Clearly, there is no criteria necessary to participate on this board. Yet a board panel, no matter how uneducated or inexperienced its members ultimately determines if there’s enough evidence to substantiate an allegation.

The CCRB found enough evidence to substantiate at least one misconduct allegation in 14 percent of the cases it fully investigated last year.

Anyone can make a complaint, and there’s no penalty for filing a false one. Some gangs have been known to target officers they don’t like with multiple complaints. Other complaints are simply frivolous.

It can also be hard to substantiate a case when the evidence comes down to a cop’s word against a civilian’s.

Richard Emery became chairman of the CCRB earlier this year.
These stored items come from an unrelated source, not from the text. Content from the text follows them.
//! Aggregate root trait for event-sourced wallet models.

/// Aggregate root marker + minimal interface.
pub trait AggregateRoot {
    /// Strongly-typed aggregate identifier.
    type Id: Clone + Eq + core::hash::Hash + core::fmt::Debug;

    /// Returns the aggregate identifier.
    fn id(&self) -> &Self::Id;

    /// Monotonically increasing version of the aggregate's state.
    ///
    /// Counts the events applied since the aggregate was constructed. Seed
    /// data loaded at construction does not bump it.
    fn version(&self) -> u64;
}

/// Aggregate execution semantics (pure, deterministic).
///
/// - **Decision logic**: `handle(&self, cmd)` validates and returns events.
/// - **State mutation**: `apply(&mut self, event)` evolves state.
///
/// Aggregates must not perform IO or side effects. A command that fails in
/// `handle` leaves the aggregate untouched because nothing has been applied yet.
pub trait Aggregate: AggregateRoot {
    type Command: Clone + core::fmt::Debug;
    type Event: Clone + core::fmt::Debug;
    type Error: core::fmt::Debug;

    /// Evolve in-memory state from a single event.
    fn apply(&mut self, event: &Self::Event);

    /// Decide which events to emit given the current state and a command.
    ///
    /// This must not mutate state. State evolution is done through `apply`.
    fn handle(&self, command: &Self::Command) -> Result<Vec<Self::Event>, Self::Error>;

    /// Handle a command and apply every resulting event, in order.
    fn execute(&mut self, command: &Self::Command) -> Result<Vec<Self::Event>, Self::Error> {
        let events = self.handle(command)?;
        for event in &events {
            self.apply(event);
        }
        Ok(events)
    }
}
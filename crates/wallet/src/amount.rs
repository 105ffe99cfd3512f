//! Raw user input to ledger amounts.

use core::str::FromStr;

use rust_decimal::Decimal;

use crate::error::WalletError;

/// Parse a raw amount typed by the user.
///
/// Accepts plain decimals (`"2000"`, `" 500.01 "`) and scientific notation
/// (`"1e3"`). Rejects empty input, anything non-numeric (including trailing
/// garbage such as `"12abc"` and digit separators such as `"1_000"`), and
/// values that are zero or negative.
pub fn parse_amount(raw: &str) -> Result<Decimal, WalletError> {
    let trimmed = raw.trim();
    if trimmed.is_empty() || !trimmed.chars().all(is_numeric_char) {
        return Err(WalletError::invalid_amount(raw));
    }

    let amount = Decimal::from_str(trimmed)
        .or_else(|_| Decimal::from_scientific(trimmed))
        .map_err(|_| WalletError::invalid_amount(raw))?;

    if amount <= Decimal::ZERO {
        return Err(WalletError::invalid_amount(raw));
    }
    Ok(amount)
}

// `Decimal::from_str` skips `_`, so filter the input first.
fn is_numeric_char(c: char) -> bool {
    c.is_ascii_digit() || matches!(c, '+' | '-' | '.' | 'e' | 'E')
}

/// Reject zero and negative amounts.
pub(crate) fn ensure_positive(amount: Decimal) -> Result<(), WalletError> {
    if amount <= Decimal::ZERO {
        return Err(WalletError::invalid_amount(amount.to_string()));
    }
    Ok(())
}
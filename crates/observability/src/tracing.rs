//! Tracing/logging initialization.

use tracing_subscriber::EnvFilter;

pub const LOG_FORMAT_VAR: &str = "PAYDESK_LOG_FORMAT";

/// Output format of the process-wide subscriber.
#[derive(Debug, Copy, Clone, PartialEq, Eq, Default)]
pub enum LogFormat {
    /// One JSON object per line.
    #[default]
    Json,
    /// Human-readable, for local runs.
    Pretty,
}

impl LogFormat {
    /// `PAYDESK_LOG_FORMAT=pretty` selects [`LogFormat::Pretty`]; anything else is JSON.
    pub fn from_env() -> Self {
        Self::parse(std::env::var(LOG_FORMAT_VAR).ok().as_deref())
    }

    pub fn parse(value: Option<&str>) -> Self {
        match value.map(|v| v.trim().to_ascii_lowercase()) {
            Some(v) if v == "pretty" || v == "text" => LogFormat::Pretty,
            _ => LogFormat::Json,
        }
    }
}

/// Initialize tracing/logging for the process.
///
/// Filtering comes from `RUST_LOG` (default `info`). Safe to call multiple
/// times (subsequent calls are no-ops).
pub fn init(format: LogFormat) {
    let filter = EnvFilter::try_from_default_env().unwrap_or_else(|_| EnvFilter::new("info"));

    let _ = match format {
        LogFormat::Json => tracing_subscriber::fmt()
            .with_env_filter(filter)
            .json()
            .with_timer(tracing_subscriber::fmt::time::SystemTime)
            .with_target(false)
            .try_init(),
        LogFormat::Pretty => tracing_subscriber::fmt()
            .with_env_filter(filter)
            .with_target(false)
            .try_init(),
    };
}
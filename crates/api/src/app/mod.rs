//! HTTP API application wiring (Axum router + session store).
//!
//! - `sessions.rs`: the in-memory ledgers, one per session
//! - `routes/`: HTTP routes + handlers
//! - `dto.rs`: request/response DTOs and JSON mapping helpers
//! - `errors.rs`: consistent error responses

use std::sync::Arc;

use axum::{routing::get, Extension, Router};

use paydesk_wallet::WalletConfig;

pub mod dto;
pub mod errors;
pub mod routes;
pub mod sessions;

/// Build the full HTTP router (public entrypoint used by `main.rs`).
pub fn build_app(config: WalletConfig) -> Router {
    let sessions = Arc::new(sessions::SessionStore::new(config));

    Router::new()
        .route("/health", get(routes::system::health))
        .merge(routes::router())
        .layer(Extension(sessions))
}
use chrono::{DateTime, Utc};
use rust_decimal::Decimal;
use serde::{Deserialize, Serialize};

use paydesk_core::{Entity, TransactionId, ValueObject};

pub const DEPOSIT_DESCRIPTION: &str = "account top-up";
pub const WITHDRAWAL_DESCRIPTION: &str = "withdrawal to card";

#[derive(Debug, Clone, Copy, PartialEq, Eq, Hash, Serialize, Deserialize)]
#[serde(rename_all = "lowercase")]
pub enum TransactionKind {
    Deposit,
    Withdrawal,
    /// Reserved; no ledger operation produces purchases yet.
    Purchase,
}

#[derive(Debug, Clone, Copy, PartialEq, Eq, Hash, Serialize, Deserialize)]
#[serde(rename_all = "lowercase")]
pub enum TransactionStatus {
    Completed,
    /// Reserved for operations that settle asynchronously.
    Pending,
    /// Reserved for operations that are recorded despite failing.
    Failed,
}

/// One recorded ledger operation (immutable once created).
///
/// `amount` is always the gross amount the user asked for. For withdrawals
/// the user receives [`Transaction::net_amount`], which is never stored.
#[derive(Debug, Clone, PartialEq, Eq, Serialize, Deserialize)]
pub struct Transaction {
    id: TransactionId,
    kind: TransactionKind,
    amount: Decimal,
    #[serde(default, skip_serializing_if = "Option::is_none")]
    fee: Option<Decimal>,
    status: TransactionStatus,
    timestamp: DateTime<Utc>,
    description: String,
}

impl Transaction {
    pub(crate) fn deposit(id: TransactionId, amount: Decimal, timestamp: DateTime<Utc>) -> Self {
        Self {
            id,
            kind: TransactionKind::Deposit,
            amount,
            fee: None,
            status: TransactionStatus::Completed,
            timestamp,
            description: DEPOSIT_DESCRIPTION.to_string(),
        }
    }

    pub(crate) fn withdrawal(
        id: TransactionId,
        amount: Decimal,
        fee: Decimal,
        timestamp: DateTime<Utc>,
    ) -> Self {
        Self {
            id,
            kind: TransactionKind::Withdrawal,
            amount,
            fee: Some(fee),
            status: TransactionStatus::Completed,
            timestamp,
            description: WITHDRAWAL_DESCRIPTION.to_string(),
        }
    }

    pub fn id_typed(&self) -> TransactionId {
        self.id
    }

    pub fn kind(&self) -> TransactionKind {
        self.kind
    }

    pub fn amount(&self) -> Decimal {
        self.amount
    }

    pub fn fee(&self) -> Option<Decimal> {
        self.fee
    }

    pub fn status(&self) -> TransactionStatus {
        self.status
    }

    pub fn timestamp(&self) -> DateTime<Utc> {
        self.timestamp
    }

    pub fn description(&self) -> &str {
        &self.description
    }

    /// What actually reaches the user: gross amount minus any fee.
    pub fn net_amount(&self) -> Decimal {
        self.amount - self.fee.unwrap_or(Decimal::ZERO)
    }
}

impl Entity for Transaction {
    type Id = TransactionId;

    fn id(&self) -> &Self::Id {
        &self.id
    }
}

impl ValueObject for Transaction {}

#[cfg(test)]
mod tests {
    use super::*;

    #[test]
    fn withdrawal_net_amount_subtracts_fee() {
        let tx = Transaction::withdrawal(
            TransactionId::new(),
            Decimal::from(2000),
            Decimal::from(200),
            Utc::now(),
        );
        assert_eq!(tx.net_amount(), Decimal::from(1800));
        assert_eq!(tx.description(), WITHDRAWAL_DESCRIPTION);
    }

    #[test]
    fn deposit_has_no_fee_and_full_net() {
        let tx = Transaction::deposit(TransactionId::new(), Decimal::from(5000), Utc::now());
        assert_eq!(tx.fee(), None);
        assert_eq!(tx.net_amount(), Decimal::from(5000));
        assert_eq!(tx.status(), TransactionStatus::Completed);
    }

    #[test]
    fn json_uses_lowercase_tags_and_omits_absent_fee() {
        let tx = Transaction::deposit(TransactionId::new(), Decimal::from(5), Utc::now());
        let json = serde_json::to_value(&tx).unwrap();
        assert_eq!(json["kind"], "deposit");
        assert_eq!(json["status"], "completed");
        assert!(json.get("fee").is_none());
    }
}
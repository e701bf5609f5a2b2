// Copyright 2025 Schelling Point Labs Inc
// SPDX-License-Identifier: AGPL-3.0-only

//! The rb-gateway binary.
//!
//! `serve` (the default) runs the HTTP gateway; `trigger-webhooks` is the
//! one-shot dispatcher invoked by SCM hook scripts; `reinstall-hooks`
//! force-reinstalls the hook scripts in every configured repository.

mod commands;

use std::path::PathBuf;

use clap::{Parser, Subcommand};

use rbg_logging::Level;

#[derive(Parser, Debug)]
#[command(name = "rb-gateway", version, about, long_about = None)]
struct Args {
    /// Path to the configuration file
    #[arg(long, default_value = rbg_config::DEFAULT_CONFIG_PATH, global = true)]
    config: PathBuf,

    #[command(subcommand)]
    command: Option<CliCommand>,
}

#[derive(Subcommand, Debug)]
enum CliCommand {
    /// Run the gateway server (the default)
    Serve,

    /// Dispatch webhooks for an SCM event. Invoked by installed hook
    /// scripts; event data is read from stdin and the environment.
    TriggerWebhooks {
        /// The name of the repository the event occurred in
        repository: String,

        /// The event to dispatch
        event: String,
    },

    /// Reinstall webhook trigger scripts into every configured repository
    ReinstallHooks,
}

#[tokio::main]
async fn main() -> anyhow::Result<()> {
    let args = Args::parse();

    rbg_logging::init("rb-gateway", Level::INFO)?;

    match args.command.unwrap_or(CliCommand::Serve) {
        CliCommand::Serve => commands::serve::run(&args.config).await,

        CliCommand::TriggerWebhooks { repository, event } => {
            commands::trigger_webhooks::run(&args.config, &repository, &event).await
        }

        CliCommand::ReinstallHooks => commands::reinstall_hooks::run(&args.config),
    }
}
// Copyright 2025 Schelling Point Labs Inc
// SPDX-License-Identifier: AGPL-3.0-only

//! The `serve` command: run the gateway until told otherwise.
//!
//! The serve loop owns the configuration watcher and the OS signal streams.
//! Configuration changes are hot-swapped into the running API; SIGHUP forces
//! a reload; SIGINT and SIGTERM trigger a graceful shutdown with a grace
//! period for in-flight requests.

use std::net::SocketAddr;
use std::path::Path;
use std::time::Duration;

use anyhow::{bail, Context};
use axum_server::tls_rustls::RustlsConfig;
use axum_server::Handle;
use tokio::signal::unix::{signal, SignalKind};
use tracing::{error, info, warn};

use rbg_api::Api;
use rbg_config::{Config, ConfigWatcher};

use super::install_all_hooks;

/// How long in-flight requests get to finish on shutdown.
const SHUTDOWN_GRACE: Duration = Duration::from_secs(5);

pub async fn run(config_path: &Path) -> anyhow::Result<()> {
    // Hook scripts embed the configuration path and run from the repository
    // directory, so it has to be absolute.
    let config_path = config_path
        .canonicalize()
        .with_context(|| format!("Could not resolve configuration path {}", config_path.display()))?;

    let mut watcher = ConfigWatcher::watch(&config_path);

    let config = tokio::select! {
        cfg = watcher.new_config.recv() => match cfg {
            Some(cfg) => cfg,
            None => bail!("Configuration watcher shut down unexpectedly"),
        },

        err = watcher.errors.recv() => {
            bail!(
                "Unable to load configuration file {}: {}. See installation instructions \
                 at http://www.reviewboard.org/docs/rbgateway/latest/installation/",
                config_path.display(),
                err.map(|e| e.to_string()).unwrap_or_default()
            );
        }
    };

    if config.uses_memory_token_store() {
        bail!("Cannot use memory store outside of tests.");
    }

    let api = Api::new(config.clone()).context("Could not create API")?;

    install_all_hooks(&config, &config_path, false);

    let mut hup = signal(SignalKind::hangup())?;
    let mut interrupt = signal(SignalKind::interrupt())?;
    let mut terminate = signal(SignalKind::terminate())?;

    let handle = Handle::new();
    let addr = SocketAddr::from(([0, 0, 0, 0], config.port));
    let app = api.router().into_make_service();

    let mut server = if config.use_tls {
        let tls = RustlsConfig::from_pem_file(&config.ssl_certificate, &config.ssl_key)
            .await
            .context("Could not load TLS certificate")?;

        tokio::spawn(axum_server::bind_rustls(addr, tls).handle(handle.clone()).serve(app))
    } else {
        tokio::spawn(axum_server::bind(addr).handle(handle.clone()).serve(app))
    };

    info!("Starting rb-gateway server on port {}", config.port);
    info!("Quit the server with CONTROL-C.");

    loop {
        tokio::select! {
            result = &mut server => {
                result.context("Server task failed")??;
                bail!("Server exited unexpectedly");
            }

            new_config = watcher.new_config.recv() => {
                let Some(new_config) = new_config else {
                    bail!("Configuration watcher shut down unexpectedly");
                };

                info!("Detected configuration change, reloading...");
                apply_config(&api, new_config, &config_path).await;
            }

            err = watcher.errors.recv() => {
                bail!(
                    "Unexpected error: {}",
                    err.map(|e| e.to_string()).unwrap_or_default()
                );
            }

            _ = hup.recv() => {
                info!("Received SIGHUP, reloading configuration...");

                match watcher.force_reload().await {
                    Ok(new_config) => apply_config(&api, new_config, &config_path).await,
                    Err(err) => bail!("Unexpected error: {}", err),
                }
            }

            _ = interrupt.recv() => {
                info!("Received SIGINT, shutting down...");
                info!("CONTROL-C again to force quit.");
                break;
            }

            _ = terminate.recv() => {
                info!("Received SIGTERM, shutting down...");
                break;
            }
        }
    }

    handle.graceful_shutdown(Some(SHUTDOWN_GRACE));

    tokio::select! {
        result = &mut server => {
            if let Err(err) = result.context("Server task failed")? {
                error!("An error occurred while shutting down the server: {}", err);
            }
        }

        _ = interrupt.recv() => {
            warn!("Forcing shutdown.");
            handle.shutdown();
            let _ = (&mut server).await;
        }
    }

    info!("Server shut down.");

    // Fence any handler that still holds a token-store reference before
    // persisting.
    if api.save_token_store().await.is_err() {
        bail!("Could not save token store");
    }

    Ok(())
}

/// Swap a freshly loaded configuration into the running API.
///
/// On any failure the previous configuration stays active.
async fn apply_config(api: &Api, config: Config, config_path: &Path) {
    if config.uses_memory_token_store() {
        error!("Failed to reload configuration: cannot use memory store outside of tests.");
        error!("Configuration was not reloaded.");
        return;
    }

    let new_config = config.clone();

    match api.set_config(config).await {
        Ok(()) => {
            info!("Configuration reloaded.");

            // New repositories may have appeared; installing is idempotent
            // for the ones already set up.
            install_all_hooks(&new_config, config_path, false);
        }

        Err(err) => {
            error!("Failed to reload configuration: {}", err);
        }
    }
}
He said the agency has too often “acquiesced” to police misconduct. He says he’s reforming the agency by bringing in attorneys earlier, speeding up cases, doing more with the agency’s trove of data and trying to make decisions more consistent.

Diggs and Hines’ complaints might have quietly gone away – if not for the fact Hines did what so many people do these days. She used her cellphone to record audio of her encounter with the cops.

Excerpt of Audio Evidence

Using that tape and hours of interviews, the CCRB investigators exposed numerous inconsistencies, largely involving the testimony of the arresting officer, James Frascatore.

The file shows it was the fifth complaint filed against Frascatore in seven months. That’s more complaints than 90 percent of active officers have received in their entire careers.

The audio recording backs up her allegation that Frascatore never gave his name and shield number when she asked.

In the sworn criminal complaint, Frascatore alleged that he asked her for the bike and she responded, “F— you. I’m taking the bike inside.” Frascatore told the CCRB investigator about a dramatic tug-of-war over the bike.

None of that is supported by Hines’ recording.

WNYC found it’s not the first time Frascatore’s credibility has been called into question. In 2012, he pulled over Leroy Cline for allegedly driving with a busted taillight. Frascatore asked for Cline’s ID.

“I rolled my window down,” Cline said in an interview with WNYC. “He said, ‘License and registration.’ I said ‘Officer, what am I being pulled over for?’ He completely ignored me and said ‘License, registration.’ I said, ‘Officer what am I being pulled over for?’”

Cline is accused of attacking the 6-foot-three, 220-pound officer and biting Frascatore’s fist. Cline, of course, has a different story.

“That’s when he opened my car door and gave me three straight shots to my mouth,” he said.

Cline’s criminal case is still pending. He filed a claim with the city — a precursor to a lawsuit.

The Queens County District Attorney’s Office did not respond to a request for comment.

Frascatore did not return a message left at his stationhouse. His attorney declined to comment because, he says, the matter with the CCRB is still pending.

The CCRB ultimately substantiated the allegation that Frascatore abused his authority by not giving his name and shield, and recommended the NYPD give him a refresher on the rules. The agency referred the issue of the false statements to the department’s Internal Affairs Bureau.

It’s unclear what if any discipline has resulted from the case. The NYPD did not respond to multiple interview requests. The department refused to provide even basic information such as Frascatore’s current rank and assignment.